La condesa aceptó la amable invitación y entró detrás de Josefa. La casa era modesta; quizás más de lo que Francisco podría permitirse, dada su saneada economía después de las herencias recibidas de sus dos maestros, Sebastián y José de Flores, pero tenía el encanto de un verdadero hogar. Su olor era especial. Una mezcla entre jabón de limpieza y humo de fragua.

María esperó en la sala principal a que Josefa avisara de su presencia a Francisco. Se le hacía raro presentarse allí, después de tanto tiempo sin verse y sin preaviso. La exigencia de sus ocupaciones junto a la nueva reina Bárbara de Braganza la mantenían en esta época retenida, casi prisionera a todas horas de la corte. El escaso tiempo para sí misma se le esfumaba rápido entre sus obligaciones conyugales, cuando el conde de Valdeparaíso reposaba en Madrid y la exigente relación que el marqués de la Ensenada le imponía. Tal como expuso a Francisco en aquel último encuentro en su recóndito laboratorio, hacía lo posible por sobrevivir en el intrigante ambiente de palacio de la manera más pragmática posible. Se diría que María había sellado por completo su corazón y se había entregado a las relaciones interesadas. Había llegado a casa del cerrajero también movida por una necesidad, por un interés material y concreto. A pesar de la aparente frialdad con que se había presentado en la fragua, por dentro venía, sin embargo, carcomida por los nervios. No estaba segura de cómo iba a sentirse cuando estuviera frente a Francisco de nuevo. Sabía por experiencia, que, a pesar de las circunstancias adversas, del espacio y el tiempo que mediara entre ellos, verse cara a cara había sido siempre, en cada ocasión, una emoción añadida a su existencia.

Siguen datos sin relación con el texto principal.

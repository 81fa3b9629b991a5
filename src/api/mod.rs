//! Price feeds

use async_trait::async_trait;

use crate::models::Series;

pub mod alltick;

pub use alltick::ApiError;

/// Source of the price series for one refresh
#[async_trait]
pub trait PriceFeed {
    /// Latest `num_points` samples at `kline_type` resolution, oldest first
    async fn fetch(&self, num_points: u32, kline_type: u32) -> Result<Series, ApiError>;
}
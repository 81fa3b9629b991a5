use std::path::Path;

use base64::{engine::general_purpose::STANDARD as BASE64, Engine};
use chrono::Utc;
use tracing::{debug, error, info};
use tracing_subscriber::EnvFilter;

mod api;
mod config;
mod models;
mod services;
mod utils;

use api::alltick::AlltickClient;
use config::WidgetConfig;
use models::Widget;
use services::widget_service;

#[tokio::main]
async fn main() {
    dotenv::dotenv().ok();

    // Initialize tracing
    tracing_subscriber::fmt()
        .with_env_filter(EnvFilter::from_default_env()
            .add_directive("gold_widget=debug".parse().unwrap())
            .add_directive("reqwest=warn".parse().unwrap())
            .add_directive("hyper=warn".parse().unwrap()))
        .with_target(true)
        .with_thread_ids(true)
        .init();

    info!("🪙 Refreshing gold widget...");

    let config = WidgetConfig::from_env(std::env::args().nth(1));
    debug!("Loaded config: {:?}", config);

    let client = match &config.api_url {
        Some(url) => AlltickClient::with_base_url(url.clone(), config.code.clone()),
        None => AlltickClient::new(config.code.clone()),
    };
    let widget = widget_service::refresh(&client, &config, Utc::now()).await;

    match write_widget(&widget, Path::new(&config.output_dir)).await {
        Ok(()) => info!("Widget written to {}", config.output_dir),
        Err(e) => error!("Failed to write widget: {}", e),
    }
}

/// Write `widget.json` plus the chart image (if any) next to it
async fn write_widget(widget: &Widget, dir: &Path) -> Result<(), Box<dyn std::error::Error>> {
    tokio::fs::create_dir_all(dir).await?;

    let json = serde_json::to_string_pretty(widget)?;
    tokio::fs::write(dir.join("widget.json"), json).await?;

    for image in widget.images() {
        let file_name = match image.mime.as_str() {
            "image/svg+xml" => "chart.svg",
            _ => "chart.png",
        };
        let bytes = BASE64.decode(&image.data)?;
        tokio::fs::write(dir.join(file_name), bytes).await?;
        debug!("Wrote {} ({} bytes)", file_name, image.data.len());
    }

    Ok(())
}
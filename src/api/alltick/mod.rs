pub mod client;
pub mod models;

pub use client::AlltickClient;
pub use models::ApiError;
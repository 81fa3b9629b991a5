use crate::models::{ChartPath, ChartSize, PathCommand, Point2D, SmoothingMode};

/// Below this range the series is treated as flat and padded by a fixed amount
const FLAT_RANGE_THRESHOLD: f64 = 0.1;
const FLAT_PADDING: f64 = 0.5;
const RANGE_PADDING_RATIO: f64 = 0.05;

/// Scale raw values into the chart box.
///
/// Larger values plot higher (smaller y). The value range is padded so the
/// line never touches the top or bottom edge, and a flat series is padded by
/// ±0.5 so it still gets a usable height. A single value lands at `x = width`.
pub fn normalize_series(values: &[f64], size: ChartSize) -> Vec<Point2D> {
    if values.is_empty() {
        return Vec::new();
    }

    let mut min_value = values.iter().copied().fold(f64::INFINITY, f64::min);
    let mut max_value = values.iter().copied().fold(f64::NEG_INFINITY, f64::max);
    let mut range = max_value - min_value;

    if range < FLAT_RANGE_THRESHOLD {
        min_value -= FLAT_PADDING;
        max_value += FLAT_PADDING;
    } else {
        min_value -= range * RANGE_PADDING_RATIO;
        max_value += range * RANGE_PADDING_RATIO;
    }
    range = max_value - min_value;

    let count = values.len();
    let step = if count > 1 {
        size.width / (count - 1) as f64
    } else {
        0.0
    };

    values
        .iter()
        .enumerate()
        .map(|(i, &value)| {
            let x = if count > 1 { step * i as f64 } else { size.width };
            // an overflowing range (finite values near f64::MAX) has no usable scale
            let y_ratio = if range == 0.0 || !range.is_finite() {
                0.5
            } else {
                (value - min_value) / range
            };
            let y = (size.height - y_ratio * size.height).clamp(0.0, size.height);
            Point2D { x, y }
        })
        .collect()
}

/// Turn chart points into drawing instructions
pub fn build_path(points: &[Point2D], smoothing: SmoothingMode) -> ChartPath {
    let Some(first) = points.first() else {
        return ChartPath::default();
    };

    let mut commands = Vec::with_capacity(points.len());
    commands.push(PathCommand::MoveTo(*first));

    match smoothing {
        SmoothingMode::Straight => {
            commands.extend(points[1..].iter().map(|p| PathCommand::LineTo(*p)));
        }
        SmoothingMode::Smooth => {
            commands.extend(points.windows(2).map(|pair| smooth_segment(&pair[0], &pair[1])));
        }
    }

    ChartPath { commands }
}

/// Cubic segment with horizontal tangents at both ends.
///
/// Control points sit a quarter of the way in from each end on the x axis and
/// keep their endpoint's height, so the curve never leaves the segment's box.
fn smooth_segment(from: &Point2D, to: &Point2D) -> PathCommand {
    let mid = from.midpoint(to);
    PathCommand::CurveTo {
        to: *to,
        cp1: Point2D {
            x: (mid.x + from.x) / 2.0,
            y: from.y,
        },
        cp2: Point2D {
            x: (mid.x + to.x) / 2.0,
            y: to.y,
        },
    }
}
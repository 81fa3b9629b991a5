//! Trend models

use serde::Serialize;

use super::color::TrendColor;

#[derive(Debug, Clone, Copy, PartialEq, Eq, Serialize)]
#[serde(rename_all = "snake_case")]
pub enum TrendDirection {
    Up,
    Down,
    Flat,
    Unavailable,
}

/// Comparison of the two newest samples
#[derive(Debug, Clone, Copy, PartialEq, Serialize)]
pub struct TrendResult {
    pub direction: TrendDirection,
    /// Percentage with two decimals, e.g. `5.0` for +5.00%
    pub percent_change: f64,
    pub color: TrendColor,
}

impl TrendResult {
    /// Label shown next to the title, e.g. `↑ +5.00%`
    pub fn label(&self) -> String {
        match self.direction {
            TrendDirection::Up => format!("↑ +{:.2}%", self.percent_change),
            TrendDirection::Down => format!("↓ {:.2}%", self.percent_change),
            TrendDirection::Flat => "→ 0.00%".to_string(),
            TrendDirection::Unavailable => "-".to_string(),
        }
    }
}
use chrono::{DateTime, Duration, FixedOffset, Utc};

/// Asia/Shanghai has no DST, a fixed +08:00 offset is exact
const SHANGHAI_OFFSET_SECONDS: i32 = 8 * 3600;

/// Format unix seconds as `HH:MM` in Shanghai time.
/// Returns `None` for timestamps chrono cannot represent.
pub fn format_shanghai_time(timestamp_seconds: i64) -> Option<String> {
    let offset = FixedOffset::east_opt(SHANGHAI_OFFSET_SECONDS)?;
    let time = DateTime::<Utc>::from_timestamp(timestamp_seconds, 0)?;
    Some(time.with_timezone(&offset).format("%H:%M").to_string())
}

/// Suggested next refresh, `now` plus the refresh interval and offset
pub fn next_refresh(now: DateTime<Utc>, update_full_minutes: i64, offset_minutes: i64) -> DateTime<Utc> {
    now + Duration::minutes(update_full_minutes + offset_minutes)
}
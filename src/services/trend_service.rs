use tracing::warn;

use crate::models::{Series, TrendColor, TrendDirection, TrendResult};
use crate::utils::errors::WidgetError;

/// Compare the newest sample against the one before it.
///
/// Needs at least two samples. The percentage is rounded to two decimals with
/// `f64::round`, i.e. halves round away from zero. A non-positive previous
/// price yields `Unavailable` rather than an error.
pub fn evaluate_trend(series: &Series) -> Result<TrendResult, WidgetError> {
    let (Some(previous), Some(current)) = (series.previous(), series.current()) else {
        return Err(WidgetError::InsufficientSamples(series.len()));
    };

    if previous.price <= 0.0 {
        warn!(
            "Previous price was zero or invalid ({}), cannot calculate trend",
            previous.price
        );
        return Ok(TrendResult {
            direction: TrendDirection::Unavailable,
            percent_change: 0.0,
            color: TrendColor::Gray,
        });
    }

    let percent_change = (((current.price / previous.price) - 1.0) * 10000.0).round() / 100.0;

    let (direction, color) = if current.price > previous.price {
        (TrendDirection::Up, TrendColor::Red)
    } else if current.price < previous.price {
        (TrendDirection::Down, TrendColor::Green)
    } else {
        (TrendDirection::Flat, TrendColor::Orange)
    };

    Ok(TrendResult {
        direction,
        percent_change,
        color,
    })
}

#[cfg(test)]
mod tests {
    use super::*;
    use crate::models::Sample;

    fn pair(previous: f64, current: f64) -> Series {
        Series::from_samples(vec![Sample::new(previous, 0), Sample::new(current, 60)])
    }

    #[test]
    fn test_up() {
        let trend = evaluate_trend(&pair(100.0, 105.0)).unwrap();
        assert_eq!(trend.direction, TrendDirection::Up);
        assert_eq!(trend.percent_change, 5.0);
        assert_eq!(trend.color, TrendColor::Red);
        assert_eq!(trend.label(), "↑ +5.00%");
    }

    #[test]
    fn test_down() {
        let trend = evaluate_trend(&pair(100.0, 95.0)).unwrap();
        assert_eq!(trend.direction, TrendDirection::Down);
        assert_eq!(trend.percent_change, -5.0);
        assert_eq!(trend.color, TrendColor::Green);
        assert_eq!(trend.label(), "↓ -5.00%");
    }

    #[test]
    fn test_flat() {
        let trend = evaluate_trend(&pair(100.0, 100.0)).unwrap();
        assert_eq!(trend.direction, TrendDirection::Flat);
        assert_eq!(trend.percent_change, 0.0);
        assert_eq!(trend.color, TrendColor::Orange);
        assert_eq!(trend.label(), "→ 0.00%");
    }

    #[test]
    fn test_invalid_previous_price() {
        for previous in [0.0, -3.0] {
            let trend = evaluate_trend(&pair(previous, 105.0)).unwrap();
            assert_eq!(trend.direction, TrendDirection::Unavailable);
            assert_eq!(trend.percent_change, 0.0);
            assert_eq!(trend.color, TrendColor::Gray);
            assert_eq!(trend.label(), "-");
        }
    }

    #[test]
    fn test_only_last_two_samples_count() {
        let series = Series::from_samples(vec![
            Sample::new(50.0, 0),
            Sample::new(200.0, 60),
            Sample::new(202.0, 120),
        ]);
        let trend = evaluate_trend(&series).unwrap();
        assert_eq!(trend.percent_change, 1.0);
    }

    #[test]
    fn test_small_change_rounds_to_two_decimals() {
        // ±0.1234% -> ±0.12%
        assert_eq!(evaluate_trend(&pair(1000.0, 1001.234)).unwrap().percent_change, 0.12);
        assert_eq!(evaluate_trend(&pair(1000.0, 998.766)).unwrap().percent_change, -0.12);
    }

    #[test]
    fn test_insufficient_samples() {
        let one = Series::from_samples(vec![Sample::new(100.0, 0)]);
        assert!(matches!(evaluate_trend(&one), Err(WidgetError::InsufficientSamples(1))));
        assert!(matches!(
            evaluate_trend(&Series::default()),
            Err(WidgetError::InsufficientSamples(0))
        ));
    }
}
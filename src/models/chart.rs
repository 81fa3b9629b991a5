//! Chart geometry models

/// A point in drawing units, origin at the top-left of the chart box
#[derive(Debug, Clone, Copy, PartialEq)]
pub struct Point2D {
    pub x: f64,
    pub y: f64,
}

impl Point2D {
    pub(crate) fn midpoint(&self, other: &Point2D) -> Point2D {
        Point2D {
            x: (self.x + other.x) / 2.0,
            y: (self.y + other.y) / 2.0,
        }
    }
}

/// Drawing box of the chart
#[derive(Debug, Clone, Copy, PartialEq)]
pub struct ChartSize {
    pub width: f64,
    pub height: f64,
}

impl Default for ChartSize {
    fn default() -> Self {
        Self {
            width: 535.0,
            height: 80.0,
        }
    }
}

/// Straight segments or smoothed curves between chart points
#[derive(Debug, Clone, Copy, PartialEq, Eq, Default)]
pub enum SmoothingMode {
    #[default]
    Straight,
    Smooth,
}

/// A single drawing instruction
#[derive(Debug, Clone, Copy, PartialEq)]
pub enum PathCommand {
    MoveTo(Point2D),
    LineTo(Point2D),
    CurveTo {
        to: Point2D,
        cp1: Point2D,
        cp2: Point2D,
    },
}

/// Ordered drawing instructions for one render
#[derive(Debug, Clone, Default, PartialEq)]
pub struct ChartPath {
    pub commands: Vec<PathCommand>,
}

impl ChartPath {
    pub fn len(&self) -> usize {
        self.commands.len()
    }

    /// Points the path passes through (control points excluded)
    #[cfg(test)]
    pub fn vertices(&self) -> Vec<Point2D> {
        self.commands
            .iter()
            .map(|c| match c {
                PathCommand::MoveTo(p) | PathCommand::LineTo(p) => *p,
                PathCommand::CurveTo { to, .. } => *to,
            })
            .collect()
    }
}

/// Output of the chart renderer
#[derive(Debug, Clone, PartialEq)]
pub enum ChartImage {
    /// Transparent PNG of the stroked path
    Chart { png: Vec<u8>, width: u32, height: u32 },
    /// SVG with a centered "not enough data" message
    Placeholder { svg: String, width: u32, height: u32 },
}
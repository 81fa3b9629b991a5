use base64::{engine::general_purpose::STANDARD as BASE64, Engine};
use chrono::{DateTime, Utc};
use tracing::{error, info, warn};

use crate::api::PriceFeed;
use crate::config::WidgetConfig;
use crate::models::{
    Align, ChartImage, FontWeight, Gradient, ImageElement, Rgb, Series, TextElement, TrendResult, Widget,
    WidgetElement,
};
use crate::services::{render_service, trend_service};
use crate::utils::{format_shanghai_time, next_refresh, WidgetError};

const TITLE: &str = "黄金 (XAU/CNH)";
const SUBTITLE: &str = "人民币 / 克";
const UPDATE_TIME_UNAVAILABLE: &str = "更新时间: N/A";

const BACKGROUND_START: Rgb = Rgb(0x19, 0x1a, 0x19);
const BACKGROUND_END: Rgb = Rgb(0x0d, 0x0d, 0x0d);
const ERROR_BACKGROUND_START: Rgb = Rgb(0x55, 0x11, 0x11);
const ERROR_BACKGROUND_END: Rgb = Rgb(0x33, 0x00, 0x00);

/// Run one refresh cycle: fetch, compute, render.
///
/// Always returns a displayable widget; failures end up in the error widget.
pub async fn refresh<F>(feed: &F, config: &WidgetConfig, now: DateTime<Utc>) -> Widget
where
    F: PriceFeed + ?Sized,
{
    let mut widget = match build_widget(feed, config).await {
        Ok(widget) => widget,
        Err(e) => {
            error!("Failed to build widget: {}", e);
            error_widget(&e)
        }
    };

    widget.next_refresh = Some(next_refresh(now, config.update_full_minutes, config.offset_minutes));
    widget
}

async fn build_widget<F>(feed: &F, config: &WidgetConfig) -> Result<Widget, WidgetError>
where
    F: PriceFeed + ?Sized,
{
    let series = feed.fetch(config.history_points, config.kline_type).await?;
    let trend = trend_service::evaluate_trend(&series)?;

    info!(
        "Fetched {} samples, trend {:?} ({:+.2}%)",
        series.len(),
        trend.direction,
        trend.percent_change
    );

    Ok(compose_widget(&series, &trend, config))
}

/// Lay out the normal widget for a series with at least one sample
pub fn compose_widget(series: &Series, trend: &TrendResult, config: &WidgetConfig) -> Widget {
    let trend_color = trend.color.rgb();
    let mut widget = Widget::new(Gradient::new(BACKGROUND_START, BACKGROUND_END));

    widget.add_spacer(3.0);

    widget.push(WidgetElement::Row {
        children: vec![
            WidgetElement::Text(TextElement::new(TITLE, Rgb::WHITE, 15.0, FontWeight::Bold)),
            WidgetElement::Spacer { length: None },
            WidgetElement::Text(
                TextElement::new(trend.label(), trend_color, 13.0, FontWeight::Bold)
                    .align(Align::Right)
                    .minimum_scale_factor(0.7),
            ),
        ],
    });

    widget.add_text(TextElement::new(SUBTITLE, Rgb::GRAY, 13.0, FontWeight::Medium));
    widget.add_spacer(17.0);

    match render_service::render_chart(
        &series.prices(),
        config.chart_size,
        config.smoothing,
        trend_color,
        config.line_width,
    ) {
        Ok(image) => widget.push(WidgetElement::Image(image_element(image))),
        Err(e) => {
            error!("Chart rendering failed: {}", e);
            widget.add_text(TextElement::new(
                render_service::PLACEHOLDER_MESSAGE,
                Rgb::GRAY,
                12.0,
                FontWeight::Regular,
            ));
        }
    }

    widget.add_spacer(10.0);

    let price = series.current().map(|s| s.price).unwrap_or_default();
    widget.add_text(
        TextElement::new(format_price(price), trend_color, 46.0, FontWeight::Regular)
            .align(Align::Right)
            .minimum_scale_factor(0.8),
    );

    widget.add_spacer(5.0);
    widget.add_text(
        TextElement::new(update_time_label(series), Rgb::GRAY, 12.0, FontWeight::Regular).align(Align::Right),
    );

    widget
}

/// Minimal widget carrying a localized message on a dark red background
pub fn error_widget(err: &WidgetError) -> Widget {
    let mut widget = Widget::new(Gradient::new(ERROR_BACKGROUND_START, ERROR_BACKGROUND_END));
    widget.add_text(TextElement::new(err.user_message(), Rgb::WHITE, 14.0, FontWeight::Regular));
    widget
}

pub fn format_price(price: f64) -> String {
    format!("{:.2}", price)
}

fn update_time_label(series: &Series) -> String {
    let Some(timestamp) = series.current().and_then(|s| s.timestamp_seconds) else {
        warn!("Timestamp missing in current sample");
        return UPDATE_TIME_UNAVAILABLE.to_string();
    };

    match format_shanghai_time(timestamp) {
        Some(time) => format!("更新: {}", time),
        None => {
            warn!("Timestamp out of range: {}", timestamp);
            UPDATE_TIME_UNAVAILABLE.to_string()
        }
    }
}

fn image_element(image: ChartImage) -> ImageElement {
    match image {
        ChartImage::Chart { png, width, height } => ImageElement {
            mime: "image/png".to_string(),
            data: BASE64.encode(png),
            width,
            height,
        },
        ChartImage::Placeholder { svg, width, height } => ImageElement {
            mime: "image/svg+xml".to_string(),
            data: BASE64.encode(svg),
            width,
            height,
        },
    }
}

Barranco apareció en la sala, a los pocos instantes, azorado y atónito. A María le pareció que tenía en su frente alguna arruga donde antes no las había. La curtida madurez de los años se notaba ya en él, pero le aportaba a cambio el atractivo de la experiencia, de la serenidad y el aplomo. Ignoraba la condesa que el cerrajero, al verla, sentía otra vez el corazón palpitar acelerado. La agitación interior le hacía respirar profundo, como si le faltara el aire. También él se percató de los cambios sufridos en la belleza de la dama, no tanto por el paso de los años, sino por la seriedad que se había incrustado en su rostro a falta de una sonrisa que lo iluminara en estos últimos tiempos. María tenía las pupilas tristes y Francisco sintió rabia de lo injusta que era con ella la vida. Poseía toda la belleza, posición social y riqueza que se pudiera desear, pero en su alma se notaba un gran vacío. Al volver a encontrarla, se dio cuenta de que seguía deseando, con todas sus fuerzas, ver la felicidad reflejada en el rostro de esa mujer. Si él no podía estar a su lado para proporcionársela, aunque ése fuera el gran anhelo de su vida, se conformaba con que otro caballero de postín la amara de verdad como se merecía.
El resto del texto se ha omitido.